Fujimori begnadigt, Castillo gezähmt

(Lima, 22. März 2022, alainet).- Bereits vor sechs Wochen hat sich durch die Regierungsumbildung zum mittlerweile dritten Kabinett unter dem linken Präsidenten von Pedro Castillo gezeigt, dass seine Regierung von den neoliberalen Rechten gezähmt worden ist. Doch nun wurde erneut Ex-Diktator Alberto Fujimori begnadigt, wie schon 2017 unter dem damaligen Präsidenten Pedro Pablo Kuczynski. Das zeigt uns erneut, dass reaktionäre Kräfte dabei sind, eine ursprünglich linke Regierung zu kapern. Dabei spielt keine Rolle, wer die Begnadigung Fujimoris ausgesprochen hat (in diesem Fall das Verfassungsgericht mit seiner konservativen Mehrheit), sondern das politische Klima, in dem diese stattfindet. In den vergangenen Tagen konnten wir die Hinterzimmergespräche zwischen der Regierung und der rechten und extrem rechten parlamentarischen Opposition beobachten, durch die bevorstehende Misstrauensanträge gegen Minister*innen und gegen den Präsidenten selbst aufgeschoben werden konnten.

Obwohl nun erneut der Schlachtruf „alle sollen abhauen“ („que se vayan todos“) in den Straßen zu hören ist, scheint in den obersten Stellen des Regierungsapparats und im Kongress das Motto zu dominieren: „Wir bleiben alle“. Und das riecht mal wieder nach dem Pakt von Straflosigkeit und Opportunismus, den wir Peruaner*innen in den vergangenen sechs Jahren bei der Mehrheit der politischen Klasse beobachten konnten, die nämlich nicht einen Ausweg aus der allgegenwärtigen Krise sucht, sondern vielmehr daran interessiert sind, die sie unterstützenden politischen Kräfte weiter steuern zu können.

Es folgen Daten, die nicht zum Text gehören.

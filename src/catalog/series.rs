//! Series resolution through the catalog batcher.
//!
//! The copier resolves unresolved series references with the same
//! batch-sort-pipeline pattern as the trace entities, keyed by the
//! metric name and the normalized label set.

use super::batch::{Batcher, Queueable};
use crate::cache::ClockCache;
use crate::model::{CatalogId, Label};
use crate::store::{schema, BatchResults, Connection, SqlValue};
use crate::Result;

use std::sync::Arc;
use tokio_util::sync::CancellationToken;

/// Catalog identity of a series: metric name plus normalized labels.
///
/// Normalization drops empty-valued labels and orders pairs by name, so
/// producer label ordering never splits one series into two.
#[derive(Debug, Clone, PartialEq, Eq, PartialOrd, Ord, Hash)]
pub struct SeriesKey {
    metric: String,
    labels: Vec<Label>,
}

impl SeriesKey {
    pub fn new(metric: impl Into<String>, labels: &[Label]) -> Self {
        let mut labels: Vec<Label> = labels
            .iter()
            .filter(|l| !l.value.is_empty())
            .cloned()
            .collect();
        labels.sort();
        Self {
            metric: metric.into(),
            labels,
        }
    }

    fn labels_json(&self) -> String {
        let mut map = serde_json::Map::new();
        for label in &self.labels {
            map.insert(
                label.name.clone(),
                serde_json::Value::String(label.value.clone()),
            );
        }
        serde_json::Value::Object(map).to_string()
    }
}

impl Queueable for SeriesKey {
    fn queries(&self) -> Vec<(String, Vec<SqlValue>)> {
        vec![(
            format!(
                "SELECT {}.get_or_create_series_id($1, $2::jsonb)",
                schema::CATALOG
            ),
            vec![
                SqlValue::Text(self.metric.clone()),
                SqlValue::Json(self.labels_json()),
            ],
        )]
    }

    fn result(&self, results: &mut BatchResults) -> Result<CatalogId> {
        results.query_row()?.get_int8(0)
    }

    fn size_in_cache(&self) -> u64 {
        let label_bytes: usize = self
            .labels
            .iter()
            .map(|l| l.name.len() + l.value.len())
            .sum();
        (self.metric.len() + label_bytes) as u64 + 9
    }
}

pub struct SeriesBatch {
    b: Batcher<SeriesKey>,
}

impl SeriesBatch {
    pub fn new(cache: Arc<ClockCache<SeriesKey, CatalogId>>) -> Self {
        Self {
            b: Batcher::new(cache),
        }
    }

    pub fn queue(&mut self, key: SeriesKey) {
        self.b.queue(key);
    }

    pub async fn send_batch(
        &mut self,
        cancel: &CancellationToken,
        conn: &dyn Connection,
    ) -> Result<()> {
        self.b.send_batch(cancel, conn).await
    }

    pub fn get_id(&self, key: &SeriesKey) -> Result<i64> {
        self.b.get_id(key)
    }

    pub fn is_empty(&self) -> bool {
        self.b.is_empty()
    }
}
//! Schema URL catalog batch.

use super::batch::{Batcher, Queueable};
use crate::cache::ClockCache;
use crate::model::CatalogId;
use crate::store::{schema, BatchResults, Connection, SqlValue};
use crate::Result;

use std::sync::Arc;
use tokio_util::sync::CancellationToken;

/// A non-empty schema URL. Submission order is lexicographic.
#[derive(Debug, Clone, PartialEq, Eq, PartialOrd, Ord, Hash)]
pub struct SchemaUrl(String);

impl Queueable for SchemaUrl {
    fn queries(&self) -> Vec<(String, Vec<SqlValue>)> {
        vec![(
            format!("SELECT {}.put_schema_url($1)", schema::TRACE),
            vec![SqlValue::Text(self.0.clone())],
        )]
    }

    fn result(&self, results: &mut BatchResults) -> Result<CatalogId> {
        results.query_row()?.get_int8(0)
    }

    fn size_in_cache(&self) -> u64 {
        self.0.len() as u64 + 9
    }
}

/// Typed façade: empty URLs short-circuit to a null id and are never
/// sent to the store.
pub struct SchemaUrlBatch {
    b: Batcher<SchemaUrl>,
}

impl SchemaUrlBatch {
    pub fn new(cache: Arc<ClockCache<SchemaUrl, CatalogId>>) -> Self {
        Self {
            b: Batcher::new(cache),
        }
    }

    pub fn queue(&mut self, url: &str) {
        if url.is_empty() {
            return;
        }
        self.b.queue(SchemaUrl(url.to_string()));
    }

    pub async fn send_batch(
        &mut self,
        cancel: &CancellationToken,
        conn: &dyn Connection,
    ) -> Result<()> {
        self.b.send_batch(cancel, conn).await
    }

    pub fn get_id(&self, url: &str) -> Result<CatalogId> {
        if url.is_empty() {
            return Ok(None);
        }
        self.b.get_id(&SchemaUrl(url.to_string())).map(Some)
    }
}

Die Korruption befällt die Regierung des Wandels

Auf diese Weise haben sich die zunehmenden Sorgen in der Bevölkerung zu einer Krise ausgewachsen, aus der es zumindest kurzfristig keinen gangbaren Ausweg mehr gibt. So kommt es, dass die immergleichen Akteur*innen mit ihrem Festmahl weitermachen, an das sie uns schon gewöhnt haben, während sich die einfachen Menschen um ihr tägliches Überleben kümmern müssen. Und das ist der Punkt: Die Korruption fast aller Ex-Präsidenten, politischer Anführer*innen und ihrer jeweiligen Entourage scheint nun auch eine Regierung zu befallen, von der man dachte, sie sei eine Regierung des Wandels. Und mittendrin steckt das Schlimmste der peruanischen Politik: Der Fujimorismus und mit ihm die zweite betrügerische Begnadigung seines Führers, Alberto Fujimori.

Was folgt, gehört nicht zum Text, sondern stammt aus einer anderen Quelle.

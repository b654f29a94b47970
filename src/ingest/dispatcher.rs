//! Dispatcher: routes insert requests to per-metric batcher workers.

use super::copier::CopyRequest;
use super::metric_batcher::run_metric_batcher;
use super::telemetry;
use crate::cache::MetricCache;
use crate::model::InsertRequest;
use crate::store::ConnectionRef;
use crate::{Error, Result};

use dashmap::DashMap;
use std::sync::atomic::{AtomicBool, Ordering};
use std::sync::Arc;
use tokio::sync::mpsc;
use tokio_util::task::TaskTracker;
use tracing::debug;

/// Owns the metric-name → input-channel map. A request for a metric not
/// seen before lazily spawns a batcher worker bound to that name and the
/// shared copier channel. The dispatcher never blocks on worker input
/// except for back-pressure.
pub struct Dispatcher {
    conn: ConnectionRef,
    channels: DashMap<String, mpsc::Sender<InsertRequest>>,
    to_copiers: parking_lot::Mutex<Option<mpsc::Sender<CopyRequest>>>,
    complete_metric_creation: mpsc::Sender<()>,
    metric_cache: Arc<MetricCache>,
    workers: TaskTracker,
    channel_capacity: usize,
    closed: AtomicBool,
}

impl Dispatcher {
    pub(crate) fn new(
        conn: ConnectionRef,
        to_copiers: mpsc::Sender<CopyRequest>,
        complete_metric_creation: mpsc::Sender<()>,
        metric_cache: Arc<MetricCache>,
        channel_capacity: usize,
    ) -> Self {
        Self {
            conn,
            channels: DashMap::new(),
            to_copiers: parking_lot::Mutex::new(Some(to_copiers)),
            complete_metric_creation,
            metric_cache,
            workers: TaskTracker::new(),
            channel_capacity,
            closed: AtomicBool::new(false),
        }
    }

    /// Route a request to its metric's worker, spawning the worker on
    /// first contact. The send blocks only under worker back-pressure.
    ///
    /// The request's completion handle is reported here if the pipeline
    /// is already shut down, so the one-report invariant holds on every
    /// path.
    pub async fn dispatch(&self, req: InsertRequest) -> Result<()> {
        if self.closed.load(Ordering::Acquire) {
            req.report_result(Err(Error::PipelineClosed));
            return Err(Error::PipelineClosed);
        }
        telemetry::record_samples_received(req.samples.len() as u64);

        let Some(sender) = self.sender_for(&req.metric_name) else {
            req.report_result(Err(Error::PipelineClosed));
            return Err(Error::PipelineClosed);
        };
        match sender.send(req).await {
            Ok(()) => Ok(()),
            Err(failed) => {
                failed.0.report_result(Err(Error::PipelineClosed));
                Err(Error::PipelineClosed)
            }
        }
    }

    /// Number of live per-metric workers spawned so far.
    pub fn worker_count(&self) -> usize {
        self.channels.len()
    }

    fn sender_for(&self, metric: &str) -> Option<mpsc::Sender<InsertRequest>> {
        if let Some(sender) = self.channels.get(metric) {
            return Some(sender.clone());
        }

        let to_copiers = self.to_copiers.lock().clone()?;
        // entry() holds the map shard lock, so concurrent first contacts
        // for one metric spawn exactly one worker.
        let sender = self
            .channels
            .entry(metric.to_string())
            .or_insert_with(|| {
                let (tx, rx) = mpsc::channel(self.channel_capacity);
                debug!(metric, "spawning metric batcher");
                self.workers.spawn(run_metric_batcher(
                    self.conn.clone(),
                    rx,
                    metric.to_string(),
                    self.complete_metric_creation.clone(),
                    self.metric_cache.clone(),
                    to_copiers,
                ));
                tx
            })
            .clone();
        Some(sender)
    }

    /// Close every per-metric input channel and wait for the workers to
    /// drain and exit. After this returns no worker holds a copier
    /// sender any more.
    pub(crate) async fn shutdown(&self) {
        self.closed.store(true, Ordering::Release);
        self.channels.clear();
        self.workers.close();
        self.workers.wait().await;
    }

    /// Drop the dispatcher's own copier sender; once the workers are
    /// gone this closes the copier channel.
    pub(crate) fn close_copier_channel(&self) {
        self.to_copiers.lock().take();
    }
}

Es gibt keinen direkten Beweis dafür, dass die Regierung von Pedro Castillo an der Begnadigung beteiligt war, und tatsächlich haben sich mehrere Minister*innen und selbst der Premierminister Aníbal Torres dagegen ausgesprochen. Dennoch gab es merkwürdige Zufälle im Parlament, die einen zum Nachdenken bringen: Wie kommt es, dass sich der wütende Elan für ein Amtsenthebungsverfahren (des Präsidenten) legt und die parlamentarischen Anträge gegen die Minister*innen ohne Mehrheit bleiben und kurz darauf das Urteil des Verfassungsgerichts ergeht? Das alles riecht nach Absprache, aber keine Absprache durch einen demokratischen Dialog, sondern eine Absprache im Hinterzimmer.

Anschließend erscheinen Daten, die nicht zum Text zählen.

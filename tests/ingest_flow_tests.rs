//! End-to-end tests for the ingest pipeline against the in-memory store.
//!
//! Cover request coalescing, table-resolution failure recovery, series
//! resolution, copy failure fan-out, and shutdown draining.

use fluxgate::ingest::{IngestConfig, Ingestor};
use fluxgate::model::{Label, Sample, SeriesDescriptor};
use fluxgate::store::{
    schema, BatchResults, Connection, CopyRow, MemStore, SqlBatch, SqlRow, SqlValue,
};
use fluxgate::{Error, Result};

use async_trait::async_trait;
use std::sync::Arc;
use std::time::Duration;
use tokio::sync::Semaphore;
use tokio::time::timeout;

const WAIT: Duration = Duration::from_secs(5);

/// Helper: a request with `n` samples on one series.
fn samples_for(series_ref: u64, start_ts: i64, values: &[f64]) -> Vec<Sample> {
    values
        .iter()
        .enumerate()
        .map(|(i, v)| Sample {
            series_ref,
            timestamp: start_ts + (i as i64) * 1000,
            value: *v,
        })
        .collect()
}

fn series_for(series_ref: u64, host: &str) -> Vec<SeriesDescriptor> {
    vec![SeriesDescriptor::new(
        series_ref,
        vec![Label::new("host", host.to_string())],
    )]
}

/// Wraps the in-memory store, holding metric table resolution until the
/// test releases it. Lets tests line up requests inside the batcher's
/// non-blocking window deterministically.
struct GatedStore {
    inner: MemStore,
    table_gate: Semaphore,
}

impl GatedStore {
    fn new() -> Self {
        Self {
            inner: MemStore::new(),
            table_gate: Semaphore::new(0),
        }
    }

    fn release_table_resolution(&self) {
        self.table_gate.add_permits(1);
    }
}

#[async_trait]
impl Connection for GatedStore {
    async fn query(&self, sql: &str, args: &[SqlValue]) -> Result<Vec<SqlRow>> {
        if sql.contains("get_or_create_metric_table_name") {
            self.table_gate
                .acquire()
                .await
                .map_err(|_| Error::Store("gate closed".to_string()))?
                .forget();
        }
        self.inner.query(sql, args).await
    }

    async fn send_batch(&self, batch: SqlBatch) -> Result<BatchResults> {
        self.inner.send_batch(batch).await
    }

    async fn copy_samples(&self, table: &str, rows: &[CopyRow]) -> Result<u64> {
        self.inner.copy_samples(table, rows).await
    }
}

// =========================================================================
// Coalescing
// =========================================================================

#[tokio::test]
async fn test_requests_in_hot_window_coalesce_into_one_copy() {
    let store = Arc::new(GatedStore::new());
    let ingestor = Ingestor::new(store.clone(), IngestConfig::default());

    // Both requests land in the worker's channel while the worker is
    // still resolving the metric table, so the hot-receive loop drains
    // them into a single flush.
    let rx1 = ingestor
        .insert("m1", samples_for(1, 1000, &[1.0, 2.0]), series_for(1, "a"))
        .await
        .unwrap();
    let rx2 = ingestor
        .insert("m1", samples_for(1, 3000, &[3.0]), series_for(1, "a"))
        .await
        .unwrap();
    store.release_table_resolution();

    timeout(WAIT, rx1).await.unwrap().unwrap().unwrap();
    timeout(WAIT, rx2).await.unwrap().unwrap().unwrap();

    let rows = store.inner.copied_rows("m1");
    assert_eq!(rows.len(), 3);
    assert_eq!(
        rows.iter().map(|r| r.value).collect::<Vec<_>>(),
        vec![1.0, 2.0, 3.0]
    );
    assert_eq!(store.inner.stats().copies, 1, "one copy request expected");

    ingestor.shutdown().await;
}

// =========================================================================
// Table resolution
// =========================================================================

#[tokio::test]
async fn test_empty_table_name_error_reported_then_worker_recovers() {
    let store = Arc::new(MemStore::new());
    let ingestor = Ingestor::new(store.clone(), IngestConfig::default());

    store.return_empty_table_for("gauge");
    let rx = ingestor
        .insert("gauge", samples_for(1, 1000, &[1.0]), series_for(1, "a"))
        .await
        .unwrap();
    let err = timeout(WAIT, rx).await.unwrap().unwrap().unwrap_err();
    assert!(matches!(err, Error::MissingTableName { .. }), "got {err:?}");

    // The worker stays alive and serves the next request once the
    // catalog behaves again.
    store.clear_empty_table_for("gauge");
    let rx = ingestor
        .insert("gauge", samples_for(1, 2000, &[2.0]), series_for(1, "a"))
        .await
        .unwrap();
    timeout(WAIT, rx).await.unwrap().unwrap().unwrap();
    assert_eq!(store.copied_rows("gauge").len(), 1);

    ingestor.shutdown().await;
}

#[tokio::test]
async fn test_table_resolution_is_cached_and_stable() {
    let store = Arc::new(MemStore::new());
    let ingestor = Ingestor::new(store.clone(), IngestConfig::default());

    for ts in [1000_i64, 2000] {
        let rx = ingestor
            .insert("cpu", samples_for(1, ts, &[1.0]), series_for(1, "a"))
            .await
            .unwrap();
        timeout(WAIT, rx).await.unwrap().unwrap().unwrap();
    }

    let resolutions = store
        .statement_log()
        .iter()
        .filter(|s| s.starts_with("get_or_create_metric_table_name"))
        .count();
    assert_eq!(resolutions, 1, "second insert must hit the metric cache");

    let info = ingestor.metric_cache().get(schema::DATA, "cpu").unwrap();
    assert_eq!(info.table_name, "cpu");
    assert_eq!(store.metric_table("cpu").unwrap(), "cpu");

    ingestor.shutdown().await;
}

#[tokio::test]
async fn test_completer_finalizes_new_metric_tables() {
    let store = Arc::new(MemStore::new());
    let ingestor = Ingestor::new(store.clone(), IngestConfig::default());

    let rx = ingestor
        .insert("fresh", samples_for(1, 1000, &[1.0]), series_for(1, "a"))
        .await
        .unwrap();
    timeout(WAIT, rx).await.unwrap().unwrap().unwrap();

    // The creation signal (or the periodic re-scan) drives finalize.
    let deadline = tokio::time::Instant::now() + WAIT;
    loop {
        if store.stats().finalize_calls > 0 {
            break;
        }
        assert!(
            tokio::time::Instant::now() < deadline,
            "finalize_metric_creation never ran"
        );
        tokio::time::sleep(Duration::from_millis(10)).await;
    }

    ingestor.shutdown().await;
}

// =========================================================================
// Series resolution
// =========================================================================

#[tokio::test]
async fn test_series_resolution_assigns_ids_and_caches() {
    let store = Arc::new(MemStore::new());
    let ingestor = Ingestor::new(store.clone(), IngestConfig::default());

    let series = vec![
        SeriesDescriptor::new(1, vec![Label::new("host", "a")]),
        SeriesDescriptor::new(2, vec![Label::new("host", "b")]),
    ];
    let samples = vec![
        Sample {
            series_ref: 1,
            timestamp: 1000,
            value: 0.5,
        },
        Sample {
            series_ref: 2,
            timestamp: 1000,
            value: 0.7,
        },
    ];
    let rx = ingestor.insert("cpu", samples, series).await.unwrap();
    timeout(WAIT, rx).await.unwrap().unwrap().unwrap();

    let rows = store.copied_rows("cpu");
    assert_eq!(rows.len(), 2);
    let mut ids: Vec<i64> = rows.iter().map(|r| r.series_id).collect();
    ids.sort_unstable();
    assert_eq!(ids, vec![1, 2]);

    // Same series again: resolution comes from the shared cache.
    let rx = ingestor
        .insert(
            "cpu",
            samples_for(1, 5000, &[0.9]),
            vec![SeriesDescriptor::new(1, vec![Label::new("host", "a")])],
        )
        .await
        .unwrap();
    timeout(WAIT, rx).await.unwrap().unwrap().unwrap();

    let resolutions = store
        .statement_log()
        .iter()
        .filter(|s| s.starts_with("get_or_create_series_id"))
        .count();
    assert_eq!(resolutions, 2, "cached series must not hit the store again");

    ingestor.shutdown().await;
}

// =========================================================================
// Failure fan-out
// =========================================================================

#[tokio::test]
async fn test_copy_failure_fans_out_to_all_requests_in_buffer() {
    let store = Arc::new(GatedStore::new());
    let ingestor = Ingestor::new(store.clone(), IngestConfig::default());
    store.inner.fail_next_copies(1);

    let rx1 = ingestor
        .insert("m1", samples_for(1, 1000, &[1.0]), series_for(1, "a"))
        .await
        .unwrap();
    let rx2 = ingestor
        .insert("m1", samples_for(1, 2000, &[2.0]), series_for(1, "a"))
        .await
        .unwrap();
    store.release_table_resolution();

    let err1 = timeout(WAIT, rx1).await.unwrap().unwrap().unwrap_err();
    let err2 = timeout(WAIT, rx2).await.unwrap().unwrap().unwrap_err();
    assert_eq!(err1, err2, "every handle in the buffer sees the failure");
    assert!(matches!(err1, Error::Store(_)));

    // The buffer is not retried internally; a fresh request succeeds.
    let rx = ingestor
        .insert("m1", samples_for(1, 3000, &[3.0]), series_for(1, "a"))
        .await
        .unwrap();
    timeout(WAIT, rx).await.unwrap().unwrap().unwrap();
    assert_eq!(store.inner.copied_rows("m1").len(), 1);

    ingestor.shutdown().await;
}

// =========================================================================
// Shutdown
// =========================================================================

#[tokio::test]
async fn test_shutdown_reports_every_inflight_request() {
    let store = Arc::new(MemStore::new());
    let ingestor = Ingestor::new(store.clone(), IngestConfig::default());

    let metrics = ["m1", "m2", "m3", "m4"];
    let mut receivers = Vec::new();
    for i in 0..20u64 {
        let metric = metrics[(i % 4) as usize];
        let rx = ingestor
            .insert(
                metric,
                samples_for(i, 1000 + i as i64, &[i as f64]),
                series_for(i, "h"),
            )
            .await
            .unwrap();
        receivers.push(rx);
    }

    timeout(WAIT, ingestor.shutdown()).await.unwrap();

    for rx in receivers {
        // Exactly one notification per request, all delivered by now.
        rx.await.unwrap().unwrap();
    }
    let copied: usize = metrics.iter().map(|m| store.copied_rows(m).len()).sum();
    assert_eq!(copied, 20);
}

#[tokio::test]
async fn test_dispatch_after_shutdown_reports_pipeline_closed() {
    let store = Arc::new(MemStore::new());
    let ingestor = Ingestor::new(store.clone(), IngestConfig::default());
    ingestor.shutdown().await;

    let (req, rx) = fluxgate::model::InsertRequest::new(
        "late",
        samples_for(1, 1000, &[1.0]),
        series_for(1, "a"),
    );
    assert!(matches!(
        ingestor.dispatch(req).await,
        Err(Error::PipelineClosed)
    ));
    let err = timeout(WAIT, rx).await.unwrap().unwrap().unwrap_err();
    assert_eq!(err, Error::PipelineClosed);
}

Zu einem Zeitpunkt, an dem Castillo bereits explizit das Regierungsprogramm verlassen hat, das ihn zu seinem Wahlsieg verholfen hat (einschließlich der Forderung nach Einberufung einer Verfassunggebenden Versammlung, wie auch Premierminister Aníbal Torres immer wieder betont hat), ist das einzige Programm, das Castillo noch bleibt, sich an der Macht zu halten. Und an der Macht zu bleiben bedeutet in diesem Kontext nichts anderes als: die Kontinuität des Neoliberalismus (keiner weiß das besser als der neoliberale Ex-Präsident Ollanta Humala).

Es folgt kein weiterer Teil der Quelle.